In addition to the previously noted changes due to climate and normal geology, the sudden removal of humans a la Discovery Channel's Life After People would quickly lead to the breakdown of electrical and mechanical infrastructure, including pumping stations (e.g., the California Aqueduct, New Orleans' pumping stations, and the Netherlands' pumping stations in Flevoland), with the obvious results. In the longer term (a few centuries at most, according to Discovery), the majority of earthen and concrete structures are likely to fail, which includes essentially all of the world's dams, dikes, and levees. Their collapses will cause significant flooding, erosion, and scouring of low-lying areas downstream, and some river channels will be changed significantly enough to still show the effects a millennium hence.

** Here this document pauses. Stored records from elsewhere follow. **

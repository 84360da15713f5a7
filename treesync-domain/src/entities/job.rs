// /////////////////////////////////////////////////////////////////////////////
// treesync
// SPDX-License-Identifier: BSD-3-Clause
// /////////////////////////////////////////////////////////////////////////////

//! The per-entry job record and its phase state machine.

use std::collections::HashSet;
use std::path::PathBuf;

use crate::value_objects::{ChunkSize, JobId, PhaseState, PosixStat};

/// Per-phase failure flags, reported to the user but never consulted by
/// scheduling logic (spec §7).
///
/// One-to-one with the original implementation's `Job::Log` struct: every
/// field here is a fact about *this* job only, never a signal that
/// changes what the scheduler does next.
#[derive(Debug, Clone, Default)]
pub struct JobLog {
    pub stat_source: bool,
    pub source_type: bool,
    pub readlink: bool,
    pub delete_old: bool,
    pub create_dest: bool,
    pub read_chunk: Vec<bool>,
    pub write_chunk: Vec<bool>,
    pub delete_dir_contents: bool,
    pub set_times: bool,
    pub set_owner: bool,
    pub set_mode: bool,
}

impl JobLog {
    pub fn has_any_error(&self) -> bool {
        self.stat_source
            || self.source_type
            || self.readlink
            || self.delete_old
            || self.create_dest
            || self.read_chunk.iter().any(|&e| e)
            || self.write_chunk.iter().any(|&e| e)
            || self.delete_dir_contents
            || self.set_times
            || self.set_owner
            || self.set_mode
    }
}

/// One filesystem entry to be synchronized: a file, directory, or
/// symlink, together with its place in the INIT/CHUNK*/ATTRIBUTES phase
/// machine and its position in the scheduler's dependency graph.
#[derive(Debug, Clone)]
pub struct Job {
    pub id: JobId,
    pub source_path: PathBuf,
    pub dest_path: PathBuf,

    pub source_stat: PosixStat,
    pub dest_stat: PosixStat,

    pub init_state: PhaseState,
    pub chunk_state: Vec<PhaseState>,
    pub attrib_state: PhaseState,

    /// Children that must reach ATTRIBUTES=DONE (and be destroyed) before
    /// this job's own ATTRIBUTES phase may be scheduled. Non-empty only
    /// for directory jobs.
    pub dependencies: HashSet<JobId>,
    /// Inverse of `dependencies`: jobs that are waiting on this one.
    /// Non-empty only for jobs that have a parent directory still open
    /// (i.e. every job but the root, while it is in flight).
    pub dependents: HashSet<JobId>,

    pub log: JobLog,
}

impl Job {
    /// Creates a fresh job in the OPEN/OPEN/OPEN state. `chunk_state` is
    /// left empty; it's sized once INIT reports the source's type and
    /// size (`set_source_stat`).
    pub fn new(id: JobId, source_path: PathBuf, dest_path: PathBuf) -> Self {
        Self {
            id,
            source_path,
            dest_path,
            source_stat: PosixStat::ABSENT,
            dest_stat: PosixStat::ABSENT,
            init_state: PhaseState::Open,
            chunk_state: Vec::new(),
            attrib_state: PhaseState::Open,
            dependencies: HashSet::new(),
            dependents: HashSet::new(),
            log: JobLog::default(),
        }
    }

    /// Records the INIT-phase stat result and, for a regular file, sizes
    /// `chunk_state` (and the matching error vectors) to
    /// `chunk_size.chunk_count(size)` entries, all OPEN. Non-regular
    /// entries get zero chunks, satisfying invariant I3 vacuously.
    pub fn set_source_stat(&mut self, stat: PosixStat, chunk_size: ChunkSize) {
        self.source_stat = stat;
        let chunk_count = if stat.kind().is_regular() {
            chunk_size.chunk_count(stat.size)
        } else {
            0
        };
        self.chunk_state = vec![PhaseState::Open; chunk_count];
        self.log.read_chunk = vec![false; chunk_count];
        self.log.write_chunk = vec![false; chunk_count];
    }

    pub fn is_directory(&self) -> bool {
        self.source_stat.kind().is_directory()
    }

    pub fn is_regular_or_symlink(&self) -> bool {
        let kind = self.source_stat.kind();
        kind.is_regular() || kind.is_symlink()
    }

    /// I2: a job's INIT task may be emitted exactly once, while OPEN.
    pub fn ready_for_init(&self) -> bool {
        self.init_state.is_open()
    }

    /// I2/I3: the index of the next chunk eligible for scheduling, if
    /// any — the first OPEN chunk, provided every chunk before it is
    /// DONE and INIT itself is DONE. Returns `None` if INIT isn't done
    /// yet, there are no chunks, or an earlier chunk is still in flight
    /// (SCHEDULED) — in which case the caller must wait, not skip ahead.
    pub fn next_schedulable_chunk(&self) -> Option<usize> {
        if !self.init_state.is_done() {
            return None;
        }
        for (idx, state) in self.chunk_state.iter().enumerate() {
            match state {
                PhaseState::Done => continue,
                PhaseState::Open => return Some(idx),
                PhaseState::Scheduled => return None,
            }
        }
        None
    }

    /// I2: ATTRIBUTES may be scheduled once INIT and every chunk are
    /// DONE and every dependency (child) has been resolved.
    pub fn ready_for_attributes(&self) -> bool {
        self.attrib_state.is_open()
            && self.init_state.is_done()
            && self.chunk_state.iter().all(|s| s.is_done())
            && self.dependencies.is_empty()
    }

    pub fn all_chunks_done(&self) -> bool {
        self.chunk_state.iter().all(|s| s.is_done())
    }
}

#[cfg(test)]
mod tests {
    use super::*;

    fn regular_stat(size: u64) -> PosixStat {
        PosixStat {
            mode: 0o100644,
            size,
            ino: 1,
            ..PosixStat::ABSENT
        }
    }

    fn dir_stat() -> PosixStat {
        PosixStat {
            mode: 0o040755,
            ino: 1,
            ..PosixStat::ABSENT
        }
    }

    #[test]
    fn new_job_starts_open_with_no_chunks() {
        let job = Job::new(JobId::new(1), "a".into(), "b".into());
        assert!(job.ready_for_init());
        assert_eq!(job.next_schedulable_chunk(), None);
        assert!(!job.ready_for_attributes()); // INIT not done yet
    }

    #[test]
    fn regular_file_gets_chunked_after_init() {
        let mut job = Job::new(JobId::new(1), "a".into(), "b".into());
        job.set_source_stat(regular_stat(200 * 1024 * 1024), ChunkSize::DEFAULT);
        job.init_state = PhaseState::Done;
        assert_eq!(job.chunk_state.len(), 4);
        assert_eq!(job.next_schedulable_chunk(), Some(0));
    }

    #[test]
    fn chunks_are_scheduled_strictly_in_order() {
        let mut job = Job::new(JobId::new(1), "a".into(), "b".into());
        job.set_source_stat(regular_stat(3 * ChunkSize::DEFAULT.bytes()), ChunkSize::DEFAULT);
        job.init_state = PhaseState::Done;
        job.chunk_state[0] = PhaseState::Scheduled;
        // chunk 1 cannot be scheduled while chunk 0 is still in flight.
        assert_eq!(job.next_schedulable_chunk(), None);
        job.chunk_state[0] = PhaseState::Done;
        assert_eq!(job.next_schedulable_chunk(), Some(1));
    }

    #[test]
    fn directory_attributes_wait_on_dependencies() {
        let mut job = Job::new(JobId::new(1), "a".into(), "b".into());
        job.set_source_stat(dir_stat(), ChunkSize::DEFAULT);
        job.init_state = PhaseState::Done;
        job.dependencies.insert(JobId::new(2));
        assert!(!job.ready_for_attributes());
        job.dependencies.clear();
        assert!(job.ready_for_attributes());
    }

    #[test]
    fn dependency_and_dependent_sets_are_independent_views() {
        let mut parent = Job::new(JobId::new(1), "a".into(), "b".into());
        let mut child = Job::new(JobId::new(2), "a/c".into(), "b/c".into());
        parent.dependencies.insert(child.id);
        child.dependents.insert(parent.id);
        assert!(parent.dependencies.contains(&child.id));
        assert!(child.dependents.contains(&parent.id));
    }
}
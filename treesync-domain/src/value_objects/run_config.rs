// /////////////////////////////////////////////////////////////////////////////
// treesync
// SPDX-License-Identifier: BSD-3-Clause
// /////////////////////////////////////////////////////////////////////////////

use std::path::PathBuf;

use super::{ChunkSize, WorkerCount};

/// A validated, ready-to-run configuration: the CLI's `SOURCE DEST
/// [READERS [WRITERS [CHUNK_MB]]]` contract after parsing and bounds
/// checking, independent of how `clap` happened to phrase the failure.
#[derive(Debug, Clone)]
pub struct RunConfig {
    pub source: PathBuf,
    pub dest: PathBuf,
    pub readers: WorkerCount,
    pub writers: WorkerCount,
    pub chunk_size: ChunkSize,
}

impl RunConfig {
    pub fn new(source: PathBuf, dest: PathBuf, readers: WorkerCount, writers: WorkerCount, chunk_size: ChunkSize) -> Self {
        Self {
            source,
            dest,
            readers,
            writers,
            chunk_size,
        }
    }

    /// Queue capacity per spec §4.1: `2 * max(readers, writers)`, so each
    /// worker can hold one in-flight item and still find another ready.
    pub fn queue_capacity(&self) -> usize {
        2 * self.readers.get().max(self.writers.get())
    }
}
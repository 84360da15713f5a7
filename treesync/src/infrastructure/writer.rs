// /////////////////////////////////////////////////////////////////////////////
// treesync
// SPDX-License-Identifier: BSD-3-Clause
// /////////////////////////////////////////////////////////////////////////////

//! Writer worker body. Based on `fastsync`'s `ModWriter`
//! (see `examples/original_source/src/ModWriter.cpp`).
//!
//! A writer only ever touches the *destination* side of a job. It's
//! the only side of the pipeline that mutates the destination tree;
//! the reader pool never does.

use treesync_domain::{ChunkSize, EntryKind, FileSystem, PosixStat};

use crate::application::{Task, TaskKind};

pub fn run(
    fs: &dyn FileSystem,
    chunk_size: ChunkSize,
    read: &crate::infrastructure::BoundedQueue<Task>,
    written: &crate::infrastructure::BoundedQueue<Task>,
) {
    loop {
        let mut task = match read.pop() {
            crate::infrastructure::PopResult::Item(task) => task,
            crate::infrastructure::PopResult::Closed => break,
        };
        process(fs, chunk_size, &mut task);
        written.push(task);
    }
}

fn process(fs: &dyn FileSystem, chunk_size: ChunkSize, task: &mut Task) {
    match task.kind {
        TaskKind::Init => process_init(fs, task),
        TaskKind::Chunk(index) => process_chunk(fs, chunk_size, task, index),
        TaskKind::Attributes => process_attributes(fs, task),
    }
}

/// Creates or truncates the destination entry so its type and, for
/// regular files, size match the source. Per the re-stat contract:
/// every destructive operation (`remove_all`, `mkdir`, `create_regular`,
/// `symlink`) is followed by a fresh `lstat` before the next branch
/// reads `task.dest_stat`.
fn process_init(fs: &dyn FileSystem, task: &mut Task) {
    let source_kind = task.source_stat.kind();
    if matches!(source_kind, EntryKind::Other) {
        task.dest_stat = fs.lstat(&task.dest_path).unwrap_or(PosixStat::ABSENT);
        return;
    }

    let mut dest_stat = fs.lstat(&task.dest_path).unwrap_or(PosixStat::ABSENT);

    if dest_stat.exists() && dest_stat.kind() != source_kind {
        if fs.remove_all(&task.dest_path).is_err() {
            task.outcome.delete_old = true;
        }
        dest_stat = fs.lstat(&task.dest_path).unwrap_or(PosixStat::ABSENT);
    }

    match source_kind {
        EntryKind::Regular => {
            let needs_create = !dest_stat.exists()
                || dest_stat.size != task.source_stat.size
                || dest_stat.mtime != task.source_stat.mtime;
            if needs_create {
                if fs.create_regular(&task.dest_path, task.source_stat.mode, task.source_stat.size).is_err() {
                    task.outcome.create_dest = true;
                }
                dest_stat = fs.lstat(&task.dest_path).unwrap_or(PosixStat::ABSENT);
            }
        }
        EntryKind::Directory => {
            if !dest_stat.exists() {
                if fs.mkdir(&task.dest_path, task.source_stat.mode).is_err() {
                    task.outcome.create_dest = true;
                }
                dest_stat = fs.lstat(&task.dest_path).unwrap_or(PosixStat::ABSENT);
            }
        }
        EntryKind::Symlink => {
            let needs_create = !dest_stat.exists()
                || dest_stat.size != task.source_stat.size
                || dest_stat.mtime != task.source_stat.mtime;
            if needs_create {
                if dest_stat.exists() {
                    if fs.remove_all(&task.dest_path).is_err() {
                        task.outcome.delete_old = true;
                    }
                    dest_stat = fs.lstat(&task.dest_path).unwrap_or(PosixStat::ABSENT);
                }
                if !task.payload.is_empty() {
                    if fs.symlink(&task.payload, &task.dest_path).is_err() {
                        task.outcome.create_dest = true;
                    }
                    dest_stat = fs.lstat(&task.dest_path).unwrap_or(PosixStat::ABSENT);
                }
            }
        }
        EntryKind::Other => unreachable!("handled above"),
    }

    task.dest_stat = dest_stat;
}

fn process_chunk(fs: &dyn FileSystem, chunk_size: ChunkSize, task: &mut Task, index: usize) {
    if task.payload.is_empty() {
        return;
    }
    let offset = chunk_size.offset_of(index);
    match fs.write_chunk(&task.dest_path, offset, &task.payload) {
        Ok(written) if written == task.payload.len() => {}
        _ => task.outcome.write_chunk = true,
    }
}

/// Prunes destination children absent from the source directory, then
/// brings timestamps, ownership, and mode in line with the source.
/// Mode is never touched on a symlink (`PosixStat::mode_differs`
/// always reports `false` there). Everything here is skipped when
/// `source_stat` is absent: a reader-side stat failure during INIT
/// (permission denied, source removed mid-run) must not reset a
/// previously-good destination's attributes to all-zero values.
fn process_attributes(fs: &dyn FileSystem, task: &mut Task) {
    let mut dest_stat = fs.lstat(&task.dest_path).unwrap_or(PosixStat::ABSENT);

    if task.source_stat.exists() {
        if dest_stat.kind().is_directory() {
            if let Ok(entries) = fs.read_dir(&task.dest_path) {
                for entry in entries {
                    let child_source = task.source_path.join(&entry.file_name);
                    let child_dest = task.dest_path.join(&entry.file_name);
                    let still_present = matches!(fs.lstat(&child_source), Ok(stat) if stat.exists());
                    if !still_present && fs.remove_all(&child_dest).is_err() {
                        task.outcome.delete_dir_contents = true;
                    }
                }
            }
            dest_stat = fs.lstat(&task.dest_path).unwrap_or(PosixStat::ABSENT);
        }

        if task.source_stat.times_differ(&dest_stat) {
            if fs.set_times(&task.dest_path, task.source_stat.atime, task.source_stat.mtime).is_err() {
                task.outcome.set_times = true;
            }
        }
        if task.source_stat.owner_differs(&dest_stat) {
            if fs.set_owner(&task.dest_path, task.source_stat.uid, task.source_stat.gid).is_err() {
                task.outcome.set_owner = true;
            }
        }
        if task.source_stat.mode_differs(&dest_stat) {
            if fs.set_mode(&task.dest_path, task.source_stat.mode).is_err() {
                task.outcome.set_mode = true;
            }
        }
    }

    task.dest_stat = fs.lstat(&task.dest_path).unwrap_or(dest_stat);
}
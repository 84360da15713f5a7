// /////////////////////////////////////////////////////////////////////////////
// treesync
// SPDX-License-Identifier: BSD-3-Clause
// /////////////////////////////////////////////////////////////////////////////

//! # treesync Domain
//!
//! Pure business logic for the tree-synchronizer: the job/task model, the
//! value objects that describe a run, and the `FileSystem` port that the
//! scheduler and workers talk to. Nothing in this crate touches a real
//! filesystem or spawns a thread — that belongs to `treesync`'s
//! infrastructure layer.
//!
//! ## Module Structure
//!
//! - [`value_objects`] — `JobId`, `ChunkSize`, `WorkerCount`, `PosixStat`,
//!   `EntryKind`, `PhaseState`, `RunConfig`.
//! - [`entities`] — `Job`, the per-entry state machine and dependency node.
//! - [`services`] — the `FileSystem` port abstracting POSIX syscalls.
//! - [`error`] — `SyncError`, the startup-time fatal error type.

pub mod entities;
pub mod error;
pub mod services;
pub mod value_objects;

pub use entities::{Job, JobLog};
pub use error::SyncError;
pub use services::{DirEntry, FileSystem};
pub use value_objects::{ChunkSize, EntryKind, JobId, JobIdGenerator, PhaseState, PosixStat, RunConfig, Timespec, WorkerCount};
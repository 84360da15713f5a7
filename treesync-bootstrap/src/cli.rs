// /////////////////////////////////////////////////////////////////////////////
// treesync
// SPDX-License-Identifier: BSD-3-Clause
// /////////////////////////////////////////////////////////////////////////////

//! # Command-Line Interface
//!
//! Implements the fixed contract from spec §6:
//!
//! ```text
//! treesync SOURCE DEST [READERS [WRITERS [CHUNK_MB]]]
//! ```
//!
//! Parsing is two steps, same split as the rest of this codebase keeps
//! between "can clap even make sense of the tokens" and "do the resulting
//! values satisfy treesync's own rules": [`Cli::parse_from_args`] handles
//! the former, [`Cli::into_run_config`] the latter (positive integers,
//! a readable source root).

use std::path::PathBuf;

use clap::Parser;
use treesync_domain::{ChunkSize, RunConfig, SyncError, WorkerCount};

/// Raw CLI arguments, before validation.
#[derive(Debug, Parser)]
#[command(name = "treesync", about = "Mirror a source directory tree onto a destination")]
pub struct Cli {
    /// Path to the source tree.
    pub source: PathBuf,

    /// Path to the destination tree (created if absent).
    pub dest: PathBuf,

    /// Number of reader threads (default: 1).
    pub readers: Option<i64>,

    /// Number of writer threads (default: 8).
    pub writers: Option<i64>,

    /// Chunk size in megabytes (default: 64).
    pub chunk_mb: Option<i64>,

    /// Increase diagnostic verbosity (stderr only; repeatable).
    #[arg(short = 'v', long = "verbose", action = clap::ArgAction::Count)]
    pub verbose: u8,
}

impl Cli {
    /// Parses `argv`, mapping clap's usage failures onto
    /// [`SyncError::Usage`] with exit code 2 (spec §6).
    pub fn parse_from_args<I, T>(args: I) -> Result<Self, SyncError>
    where
        I: IntoIterator<Item = T>,
        T: Into<std::ffi::OsString> + Clone,
    {
        Cli::try_parse_from(args).map_err(|e| SyncError::Usage(e.to_string()))
    }

    /// Validates the parsed arguments into a [`RunConfig`]. Checked here,
    /// not at the clap layer, because the positivity rule and the
    /// MB-to-bytes conversion are treesync's business, not clap's.
    pub fn into_run_config(self) -> Result<RunConfig, SyncError> {
        let readers = positive(self.readers, WorkerCount::DEFAULT_READERS.get() as i64, "READERS")
            .and_then(|n| WorkerCount::new(n).map_err(SyncError::Usage))?;
        let writers = positive(self.writers, WorkerCount::DEFAULT_WRITERS.get() as i64, "WRITERS")
            .and_then(|n| WorkerCount::new(n).map_err(SyncError::Usage))?;
        let chunk_mb = positive(self.chunk_mb, 64, "CHUNK_MB")?;
        let chunk_size = ChunkSize::from_mb(chunk_mb as u64).map_err(SyncError::Usage)?;

        Ok(RunConfig::new(self.source, self.dest, readers, writers, chunk_size))
    }
}

/// Resolves an optional positional integer argument to its default, or
/// rejects it if the caller supplied a non-positive value.
fn positive(value: Option<i64>, default: i64, name: &str) -> Result<usize, SyncError> {
    match value {
        None => Ok(default as usize),
        Some(n) if n > 0 => Ok(n as usize),
        Some(_) => Err(SyncError::Usage(format!("{name} must be a positive integer"))),
    }
}

/// Parses `argv` and validates it into a [`RunConfig`] in one call, the
/// entry point `treesync`'s `main` uses.
pub fn parse_args<I, T>(args: I) -> Result<(RunConfig, u8), SyncError>
where
    I: IntoIterator<Item = T>,
    T: Into<std::ffi::OsString> + Clone,
{
    let cli = Cli::parse_from_args(args)?;
    let verbose = cli.verbose;
    let config = cli.into_run_config()?;
    Ok((config, verbose))
}

/// Maps a [`SyncError`] to the process exit code spec §6 assigns it:
/// usage problems exit 2, everything else that stops a run before the
/// scheduler starts exits 1.
pub fn exit_code_for(error: &SyncError) -> i32 {
    match error {
        SyncError::Usage(_) => 2,
        SyncError::SourceUnavailable { .. } | SyncError::Io(_) => 1,
    }
}

#[cfg(test)]
mod tests {
    use super::*;

    fn parse(args: &[&str]) -> Result<(RunConfig, u8), SyncError> {
        let mut full = vec!["treesync"];
        full.extend_from_slice(args);
        parse_args(full)
    }

    #[test]
    fn minimal_args_use_defaults() {
        let (config, verbose) = parse(&["/src", "/dst"]).unwrap();
        assert_eq!(config.source, PathBuf::from("/src"));
        assert_eq!(config.dest, PathBuf::from("/dst"));
        assert_eq!(config.readers.get(), 1);
        assert_eq!(config.writers.get(), 8);
        assert_eq!(config.chunk_size.bytes(), 64 * 1024 * 1024);
        assert_eq!(verbose, 0);
    }

    #[test]
    fn full_args_are_respected() {
        let (config, _) = parse(&["/src", "/dst", "2", "4", "16"]).unwrap();
        assert_eq!(config.readers.get(), 2);
        assert_eq!(config.writers.get(), 4);
        assert_eq!(config.chunk_size.bytes(), 16 * 1024 * 1024);
    }

    #[test]
    fn missing_dest_is_a_usage_error() {
        let err = parse(&["/src"]).unwrap_err();
        assert_eq!(exit_code_for(&err), 2);
    }

    #[test]
    fn zero_readers_is_a_usage_error() {
        let err = parse(&["/src", "/dst", "0"]).unwrap_err();
        assert_eq!(exit_code_for(&err), 2);
    }

    #[test]
    fn negative_chunk_mb_is_a_usage_error() {
        let err = parse(&["/src", "/dst", "1", "1", "-5"]).unwrap_err();
        assert_eq!(exit_code_for(&err), 2);
    }
}
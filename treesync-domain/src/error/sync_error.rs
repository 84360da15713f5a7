// /////////////////////////////////////////////////////////////////////////////
// treesync
// SPDX-License-Identifier: BSD-3-Clause
// /////////////////////////////////////////////////////////////////////////////

use thiserror::Error;

/// Fatal errors that stop a run before (or while starting) the scheduler.
///
/// Every variant maps to one of the two non-zero exit codes the CLI
/// contract defines: usage/argument problems exit 2, everything else that
/// prevents a run from beginning exits 1. See `treesync-bootstrap`'s CLI
/// module for the mapping.
#[derive(Debug, Error)]
pub enum SyncError {
    /// SOURCE or DEST was not provided, or a numeric argument failed to
    /// parse / was not positive.
    #[error("usage: {0}")]
    Usage(String),

    /// The source root could not be `lstat`'d at all.
    #[error("source path '{path}' is not accessible: {source}")]
    SourceUnavailable {
        path: String,
        #[source]
        source: std::io::Error,
    },

    /// Any other I/O failure encountered before the pipeline has a chance
    /// to run (e.g. the destination's parent directory does not exist).
    #[error("I/O error: {0}")]
    Io(#[from] std::io::Error),
}
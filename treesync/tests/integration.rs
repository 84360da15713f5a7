// /////////////////////////////////////////////////////////////////////////////
// treesync
// SPDX-License-Identifier: BSD-3-Clause
// /////////////////////////////////////////////////////////////////////////////

//! End-to-end scenarios E1-E6 against a real filesystem, via `tempfile`.
//!
//! Every test drives the whole pipeline (`treesync::run`) rather than
//! any single layer, since what's being verified is the observable
//! contract: what the destination tree looks like after a run.

use std::fs;
use std::os::unix::fs::{symlink, MetadataExt, PermissionsExt};
use std::path::Path;

use tempfile::tempdir;
use treesync_domain::{ChunkSize, FileSystem, RunConfig, Timespec, WorkerCount};

fn config(source: &Path, dest: &Path, chunk_size: ChunkSize) -> RunConfig {
    RunConfig::new(
        source.to_path_buf(),
        dest.to_path_buf(),
        WorkerCount::new(2).unwrap(),
        WorkerCount::new(2).unwrap(),
        chunk_size,
    )
}

fn set_mtime(path: &Path, sec: i64) {
    let fs = treesync::infrastructure::PosixFileSystem::new();
    let ts = Timespec::new(sec, 0);
    fs.set_times(path, ts, ts).expect("set fixture mtime");
}

#[test]
fn e1_single_regular_file_is_mirrored() {
    let root = tempdir().unwrap();
    let source = root.path().join("in");
    let dest = root.path().join("out");
    fs::create_dir(&source).unwrap();

    let source_file = source.join("a");
    fs::write(&source_file, vec![b'x'; 100]).unwrap();
    fs::set_permissions(&source_file, fs::Permissions::from_mode(0o644)).unwrap();
    set_mtime(&source_file, 1_700_000_000);

    treesync::run(config(&source, &dest, ChunkSize::DEFAULT)).unwrap();

    let dest_file = dest.join("a");
    let data = fs::read(&dest_file).unwrap();
    assert_eq!(data.len(), 100);
    assert!(data.iter().all(|&b| b == b'x'));
    let meta = fs::symlink_metadata(&dest_file).unwrap();
    assert_eq!(meta.permissions().mode() & 0o777, 0o644);
    assert_eq!(meta.mtime(), 1_700_000_000);
}

#[test]
fn e2_symlink_target_is_preserved() {
    let root = tempdir().unwrap();
    let source = root.path().join("in");
    let dest = root.path().join("out");
    fs::create_dir(&source).unwrap();
    symlink("target", source.join("l")).unwrap();

    treesync::run(config(&source, &dest, ChunkSize::DEFAULT)).unwrap();

    let target = fs::read_link(dest.join("l")).unwrap();
    assert_eq!(target, Path::new("target"));
}

#[test]
fn e3_large_file_splits_into_the_expected_chunks() {
    // Scaled down from the spec's 200 MiB / 64 MiB scenario to keep the
    // test fast: 10 bytes split into 4-byte chunks still exercises the
    // same "three full chunks, one short final chunk" shape (4, 4, 2).
    let root = tempdir().unwrap();
    let source = root.path().join("in");
    let dest = root.path().join("out");
    fs::create_dir(&source).unwrap();

    let content: Vec<u8> = (0..10u8).collect();
    fs::write(source.join("big"), &content).unwrap();

    let chunk_size = ChunkSize::from_bytes(4).unwrap();
    assert_eq!(chunk_size.chunk_count(10), 3);

    treesync::run(config(&source, &dest, chunk_size)).unwrap();

    assert_eq!(fs::read(dest.join("big")).unwrap(), content);
}

#[test]
fn e4_recursive_directory_prunes_stale_entries() {
    let root = tempdir().unwrap();
    let source = root.path().join("in");
    let dest = root.path().join("out");
    fs::create_dir_all(&source).unwrap();
    fs::write(source.join("x"), b"x").unwrap();
    fs::write(source.join("y"), b"y").unwrap();

    fs::create_dir_all(&dest).unwrap();
    fs::write(dest.join("y"), b"stale-y").unwrap();
    fs::write(dest.join("z"), b"stale-z").unwrap();

    treesync::run(config(&source, &dest, ChunkSize::DEFAULT)).unwrap();

    let mut entries: Vec<_> = fs::read_dir(&dest)
        .unwrap()
        .map(|e| e.unwrap().file_name().into_string().unwrap())
        .collect();
    entries.sort();
    assert_eq!(entries, vec!["x", "y"]);
    assert_eq!(fs::read(dest.join("y")).unwrap(), b"y");
}

#[test]
fn e5_type_replacement_overwrites_wrong_typed_destination() {
    let root = tempdir().unwrap();
    let source = root.path().join("in");
    let dest = root.path().join("out");
    fs::create_dir_all(&source).unwrap();
    fs::write(source.join("a"), b"now a file").unwrap();

    fs::create_dir_all(&dest).unwrap();
    fs::create_dir(dest.join("a")).unwrap();

    treesync::run(config(&source, &dest, ChunkSize::DEFAULT)).unwrap();

    let meta = fs::symlink_metadata(dest.join("a")).unwrap();
    assert!(meta.is_file());
    assert_eq!(fs::read(dest.join("a")).unwrap(), b"now a file");
}

#[test]
fn e6_short_circuit_leaves_matching_destination_untouched() {
    let root = tempdir().unwrap();
    let source = root.path().join("in");
    let dest = root.path().join("out");
    fs::create_dir(&source).unwrap();

    let source_file = source.join("a");
    fs::write(&source_file, b"already in sync").unwrap();
    set_mtime(&source_file, 1_650_000_000);

    // First run brings them in sync.
    treesync::run(config(&source, &dest, ChunkSize::DEFAULT)).unwrap();
    let dest_file = dest.join("a");
    let after_first = fs::metadata(&dest_file).unwrap().modified().unwrap();

    // Second run should short-circuit: no write, content and mtime
    // stay exactly as the first run left them (idempotence, spec P4).
    treesync::run(config(&source, &dest, ChunkSize::DEFAULT)).unwrap();
    let after_second = fs::metadata(&dest_file).unwrap().modified().unwrap();

    assert_eq!(after_first, after_second);
    assert_eq!(fs::read(&dest_file).unwrap(), b"already in sync");
}
// /////////////////////////////////////////////////////////////////////////////
// treesync
// SPDX-License-Identifier: BSD-3-Clause
// /////////////////////////////////////////////////////////////////////////////

//! Everything that actually touches the outside world: the POSIX
//! filesystem adapter, the bounded queues connecting the pipeline
//! stages, and the reader/writer worker-pool bodies.

pub mod posix_fs;
pub mod queue;
pub mod reader;
pub mod writer;

pub use posix_fs::PosixFileSystem;
pub use queue::{BoundedQueue, PopResult};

Earth's cities and highways are also likely to be largely buried in vegetation (again, per Discovery), with the result that urban and linear features that are prominent from the air or even space will become much harder to see.
The disappearance of humans will also eliminate agriculture and logging, which is likely to reduce silt and fertilizer runoff in most places, with at least some visible changes in watersheds. (For example, mangroves can be expected to make a larger comeback in some rivers; clear-cut areas of the Amazon and other forests will recover to some extent; and a number of river deltas like the Ebro's will stop growing so quickly and may actually erode.) The Aral Sea may make a comeback as well.
Astronomy might also play a small part; according to Wikipedia, there's about a 20% chance of an asteroid strike large enough to create a crater actually hitting land and doing so.
By the way, spacecraft, even the ISS, are too small to make much of a mark, and what little damage they do cause would be hidden by vegetation and weathering very quickly (years, or decades at most).